Nous avons vu Rymz au bar Uppercut de Beauharnois en 2013 avec « sa famille » du label Silence d'or. Déjà, le séduisant rappeur vendait des tonnes de disques à l'unité et se faisait prendre en photo avec des fans.

« Aujourd'hui, je prends une heure et demie de selfies après mes shows. C'est presque devenu trop ! », s'exclame Rymz.

Rymz, qui a lancé son deuxième album Le petit prince en avril dernier, incarne le hip-hop « old school ». Celui d'un jeune bum qui s'en est sorti avec ses mots et son flow. « J'étais vraiment un petit con », lance-t-il.

Rymz, né Rémi Daoust, sait de quoi il parle quand il intervient auprès des jeunes comme éducateur - son boulot - dans un foyer de groupe de la DPJ.

Adolescent, il aurait été trop timide pour montrer ses « petits poèmes ». Mais le rap lui permettait de les chanter en français. « Le rap est une musique qui expose le bien et le mal sans juger », nous disait-il déjà avec sagesse en 2013.

Son rap en solo est « introverti et personnel ». Quant à celui de l'album Amsterdam (en hommage à ce qui y est légal depuis longtemps), qu'il sortira avec Souldia pendant les FrancoFolies, « cela brasse plus et c'est une vibe pour chiller ».

Rymz n'est pas un produit des médias ; c'est son public fidèle qui l'a fait « émerger ». « À l'époque de mon groupe Mauvais acte, nous vendions des milliers d'albums par nous-mêmes. »

Depuis plusieurs années, Rymz est représenté par Silence d'or. Il vante le dévouement des fondateurs Karma Atchykah et Carlos Munoz. « Des concrétiseurs d'idées » qui l'ont aidé à devenir professionnel.

Des étiquettes comme Silence d'or ou 7ième Ciel (fondée par Steve Jolin) ont en effet « professionnalisé » la scène rap du Québec.

PHOTO OLIVIER PONTBRIAND, la presse

David Dufour, alias le rappeur D-Track, donne régulièrement des ateliers de slam pour les jeunes, comme ici, au Cafardeur, un local de Laval pour les 14 à 17 ans. 

L'épopée du hip-hop québécois

1983

Lucien Francoeur sort une chanson intitulée Le rap-à-Billy.

1990

Kool Rock (Ghislain Proulx) et Jay Tree (Jean Tarzi) forment le Mouvement rap francophone (MRF) et sortent la chanson MRF est arrivé.

1996

KC LMNOP connaît un succès commercial avec la chanson Ta yeul... Il anime l'émission Rap Cité à MusiquePlus.

1997

Dubmatique lance l'album La force de comprendre, qui se vend à 150 000 exemplaires.

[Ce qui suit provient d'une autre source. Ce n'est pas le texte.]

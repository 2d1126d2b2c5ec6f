//! # Parcels
//!
//! A parcel is an ordered, atomically-abandonable sequence of envelopes.
//! The dispatcher only ever executes the first envelope; on success it
//! produces a *new* parcel value holding the remaining envelopes and the
//! extended shared-state list and resubmits it, so re-queued parcels are
//! always safe to hand to a concurrent queue implementation.

use serde::{Deserialize, Serialize};
use std::collections::HashSet;
use uuid::Uuid;

use super::channel::Channel;
use super::envelope::Envelope;
use super::topic::{AffectedTopic, DependencyTopic, SimultaneousRunsStrategy, TopicCheckStrategy};
use super::ValidationError;
use crate::dispatch::handler::BusMessage;
use crate::shares::SharedInterfaceState;

/// Recurrence specification handed opaquely to the courier.
#[derive(Debug, Clone, PartialEq, Eq, Serialize, Deserialize)]
pub struct ScheduleSpec {
    /// Cron expression the job runner schedules the parcel on.
    pub cron_expression: String,
}

impl ScheduleSpec {
    pub fn new(cron_expression: impl Into<String>) -> Self {
        Self {
            cron_expression: cron_expression.into(),
        }
    }
}

/// An ordered sequence of envelopes to execute serially, abandoning the
/// rest on failure.
#[derive(Debug, Clone, Serialize, Deserialize)]
pub struct Parcel {
    /// Identity for tracking; stable across trim-and-resend cycles.
    pub id: Uuid,
    /// Diagnostic name.
    pub name: String,
    /// Ordered envelopes; must be non-empty to dispatch.
    pub envelopes: Vec<Envelope>,
    /// Shared-state snapshots accumulated across the sequence, in
    /// application order. Append-only: successors carry extended copies.
    #[serde(default)]
    pub shared_interface_states: Vec<SharedInterfaceState>,
    /// The topic this parcel impacts, if any.
    #[serde(default)]
    pub topic: Option<AffectedTopic>,
    /// Topics this parcel depends on having been recently affected.
    #[serde(default)]
    pub dependency_topics: Vec<DependencyTopic>,
    /// Aggregation strategy for the dependency recency check.
    #[serde(default)]
    pub dependency_topic_check_strategy: TopicCheckStrategy,
    /// Gate against overlapping runs on the same topic.
    #[serde(default)]
    pub simultaneous_runs_strategy: SimultaneousRunsStrategy,
}

impl Parcel {
    /// Create a parcel with a fresh id and no topic configuration.
    pub fn new(name: impl Into<String>, envelopes: Vec<Envelope>) -> Self {
        Self {
            id: Uuid::new_v4(),
            name: name.into(),
            envelopes,
            shared_interface_states: Vec::new(),
            topic: None,
            dependency_topics: Vec::new(),
            dependency_topic_check_strategy: TopicCheckStrategy::Unspecified,
            simultaneous_runs_strategy: SimultaneousRunsStrategy::Unspecified,
        }
    }

    /// Wrap a single message into a one-envelope parcel.
    pub fn for_single_message<M>(message: &M, address: &Channel) -> Result<Self, serde_json::Error>
    where
        M: BusMessage + Serialize,
    {
        let envelope = Envelope::for_message(message, address)?;
        Ok(Self::new(message.description(), vec![envelope]))
    }

    /// Declare the topic this parcel impacts.
    pub fn with_topic(mut self, topic: AffectedTopic, strategy: SimultaneousRunsStrategy) -> Self {
        self.topic = Some(topic);
        self.simultaneous_runs_strategy = strategy;
        self
    }

    /// Declare the topics this parcel depends on.
    pub fn with_dependency_topics(
        mut self,
        topics: Vec<DependencyTopic>,
        strategy: TopicCheckStrategy,
    ) -> Self {
        self.dependency_topics = topics;
        self.dependency_topic_check_strategy = strategy;
        self
    }

    /// The envelope the dispatcher would execute next.
    pub fn first_envelope(&self) -> Option<&Envelope> {
        self.envelopes.first()
    }

    /// Successor parcel after a successful delivery: all-but-first
    /// envelopes and the extended shared-state list.
    pub fn next_with(&self, shared_interface_states: Vec<SharedInterfaceState>) -> Self {
        Self {
            envelopes: self.envelopes.iter().skip(1).cloned().collect(),
            shared_interface_states,
            ..self.clone()
        }
    }

    /// The same parcel minus its first envelope, shares untouched; used
    /// for the recurring-header short-circuit.
    pub fn without_first_envelope(&self) -> Self {
        Self {
            envelopes: self.envelopes.iter().skip(1).cloned().collect(),
            ..self.clone()
        }
    }

    /// The same parcel with a replacement shared-state list; used for
    /// abort-with-reschedule resends where the envelope set is retained.
    pub fn with_shared_states(&self, shared_interface_states: Vec<SharedInterfaceState>) -> Self {
        Self {
            shared_interface_states,
            ..self.clone()
        }
    }

    /// The same parcel with a replacement envelope list.
    pub fn with_envelopes(&self, envelopes: Vec<Envelope>) -> Self {
        Self {
            envelopes,
            ..self.clone()
        }
    }

    /// The same parcel with one envelope prepended.
    pub fn with_leading_envelope(&self, envelope: Envelope) -> Self {
        let mut envelopes = Vec::with_capacity(self.envelopes.len() + 1);
        envelopes.push(envelope);
        envelopes.extend(self.envelopes.iter().cloned());
        self.with_envelopes(envelopes)
    }

    /// Enforce the structural invariants required before a parcel may be
    /// queued: non-empty envelopes with non-empty unique ids, and topic
    /// configuration paired with its strategies.
    pub fn validate(&self) -> Result<(), ValidationError> {
        if self.envelopes.is_empty() {
            return Err(ValidationError::NoEnvelopes);
        }

        let mut seen = HashSet::new();
        for envelope in &self.envelopes {
            if envelope.id.is_empty() {
                return Err(ValidationError::EmptyEnvelopeId);
            }
            if !seen.insert(envelope.id.as_str()) {
                return Err(ValidationError::DuplicateEnvelopeId {
                    id: envelope.id.clone(),
                });
            }
        }

        if self.topic.is_some()
            && self.simultaneous_runs_strategy == SimultaneousRunsStrategy::Unspecified
        {
            return Err(ValidationError::TopicWithoutRunsStrategy);
        }

        if !self.dependency_topics.is_empty()
            && self.dependency_topic_check_strategy == TopicCheckStrategy::Unspecified
        {
            return Err(ValidationError::DependenciesWithoutCheckStrategy);
        }

        Ok(())
    }
}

Le trio remporte le Félix de l'album alternatif de l'année.

1999

Sans Pression lance 514-50 dans mon réseau, un premier album auquel collabore Yvon Krevé. Muzion lance le disque Mentalité moune morne... (Ils n'ont pas compris)

2000

Loco Locass renouvelle le hip-hop avec son album Manifestif. L'Assemblée sort La guérilla.

2010

Le site web HHQc lance la compilation La force du nombre, qui réunit une cinquantaine de rappeurs québécois. Avec son utilisation du web, ses références historiques et ses spectacles éclatés, Alaclair Ensemble change la donne avec son premier album 4,99. Les FrancoFolies célèbrent les 20 ans du hip-hop québécois.

2013

Dead Obies termine deuxième au concours Les Francouvertes. Six mois plus tard, il lance son premier album Montréal $ud avec l'intention de « brasser la cage du petit Québec ». Mission accomplie : ses textes bilingues suscitent un débat linguistique sur l'utilisation du « franglais ».

2015

Faute d'un nombre suffisant de mots en français dans ses textes, Loud Lary Ajust est écarté de la catégorie hip-hop au Gala de l'ADISQ. Les FrancoFolies confient à Koriass un grand spectacle orchestral sur la place des Festivals.